Anonymous here again:
ReplyDeleteI think the author misread the second Annals article cited, in that she justified the mammogram on the basis of dense breast tissue alone, without the concomitant increased risk factors. (Plus, this study did not address this "young" woman, presumably under 50.)
"I find it helpful to have these facts behind me in ordering or not ordering mammogram testing. Knowing them now, I think I would have still recommended the mammogram because she does have a history of dense breast tissue"
The summary of the article states:
Tailoring Breast Cancer Screening Intervals by Breast Density and Risk for Women Aged 50 Years or Older: Collaborative Modeling of Screening Outcomes
Annual, biennial, or triennial digital mammography screening from ages 50 to 74 years (vs. no screening) and ages 65 to 74 years (vs. biennial digital mammography from ages 50 to 64 years).
Measurements:
Lifetime breast cancer deaths, life expectancy and quality-adjusted life-years (QALYs), false-positive mammograms, benign biopsy results, overdiagnosis, cost-effectiveness, and ratio of false-positive results to breast cancer deaths averted.
Results:
Screening benefits and overdiagnosis increase with breast density and RR. False-positive mammograms and benign results on biopsy decrease with increasing risk.
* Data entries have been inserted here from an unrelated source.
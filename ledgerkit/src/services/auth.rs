//! Authentication endpoints.

use std::sync::Arc;

use serde_json::{Value, json};
use tracing::instrument;

use crate::client::{Client, Method};
use crate::error::Error;

/// Path of the login endpoint.
pub const LOGIN_PATH: &str = "/auth/login";

/// Authentication calls against the account API.
#[derive(Debug, Clone)]
pub struct AuthService {
    client: Arc<dyn Client>,
}

impl AuthService {
    /// Creates a service issuing its requests through `client`.
    pub fn new(client: Arc<dyn Client>) -> Self {
        Self { client }
    }

    /// `POST /auth/login`, resolving with whatever the client returns.
    ///
    /// The request body is an empty JSON object: credentials are accepted
    /// but not transmitted yet.
    ///
    /// # Errors
    ///
    /// Propagates the client's error unchanged.
    #[instrument(skip(self, _password))]
    pub async fn login(&self, username: &str, _password: &str) -> Result<Value, Error> {
        self.client
            .request(LOGIN_PATH, Method::POST, Some(json!({})))
            .await
    }
}
//! User profile endpoints.

use std::sync::Arc;

use serde_json::Value;
use tracing::instrument;

use crate::client::{Client, Method};
use crate::error::Error;

/// User calls against the account API.
#[derive(Debug, Clone)]
pub struct UserService {
    client: Arc<dyn Client>,
}

impl UserService {
    /// Creates a service issuing its requests through `client`.
    pub fn new(client: Arc<dyn Client>) -> Self {
        Self { client }
    }

    /// `GET /users/{user_id}`, resolving with whatever the client returns.
    ///
    /// # Errors
    ///
    /// Propagates the client's error unchanged.
    #[instrument(skip(self))]
    pub async fn get_profile(&self, user_id: &str) -> Result<Value, Error> {
        let path = format!("/users/{user_id}");
        self.client.request(&path, Method::GET, None).await
    }
}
Among women with fatty breasts or scattered fibroglandular density and an RR of 1.0 or 1.3, breast cancer deaths averted were similar for triennial versus biennial screening for both age groups (50 to 74 years, median of 3.4 to 5.1 vs. 4.1 to 6.5 deaths averted; 65 to 74 years, median of 1.5 to 2.1 vs. 1.8 to 2.6 deaths averted). Breast cancer deaths averted increased with annual versus biennial screening for women aged 50 to 74 years at all levels of breast density and an RR of 4.0, and those aged 65 to 74 years with heterogeneously or extremely dense breasts and an RR of 4.0. However, harms were almost 2-fold higher. Triennial screening for the average-risk subgroup and annual screening for the highest-risk subgroup cost less than $100 000 per QALY gained.
Limitation:
Models did not consider women younger than 50 years, those with an RR less than 1, or other imaging methods.
Conclusion:
Average-risk women with low breast density undergoing triennial screening and higher-risk women with high breast density receiving annual screening will maintain a similar or better balance of benefits and harms than average-risk women receiving biennial screening."
Unfortunately, our default is to rationalize reasons to push the screening test, while we now give lip service to "collaborative reasoning". If this were overdiagnosis, she has certainly not done this woman a favor. If it is not overdiagnosis, is her life improved by this discovery? At least the doctor's is as she doesn't have to deal with the legal and emotional jeopardy in a delayed diagnosis of an "aggressive" cancer, regardless of whether the time of diagnosis affects survival.
I welcome any comments.
Muhammad Yousuf FRCPI, FRCP Edin, FACP
ReplyDeleteRegarding the comments of Mike Margolis on the use of thermography in screening of breast cancer, the following reviews do not recommend it:
https://mydoctor.kaiserpermanente.org/ncal/Images/Breast_Thermography-English_tcm75-1152074.pdf
http://www.cancerscreening.gov.au/internet/screening/publishing.nsf/Content/br-policy-thermography
In my experience, many clinicians do not mention the potential harm of over diagnosis in breast cancer screening. Several lines of good evidence indicate that there was a 1 in 3 chance that the invasive cancer would never have become clinically apparent in the absence of screening; the number is closer to 1 in 2 if DCIS is added to the equation. In retrospect, it is not possible to know which screen detected cancers are over diagnosed. I wonder if the collaborative discussion mentioned over diagnosis?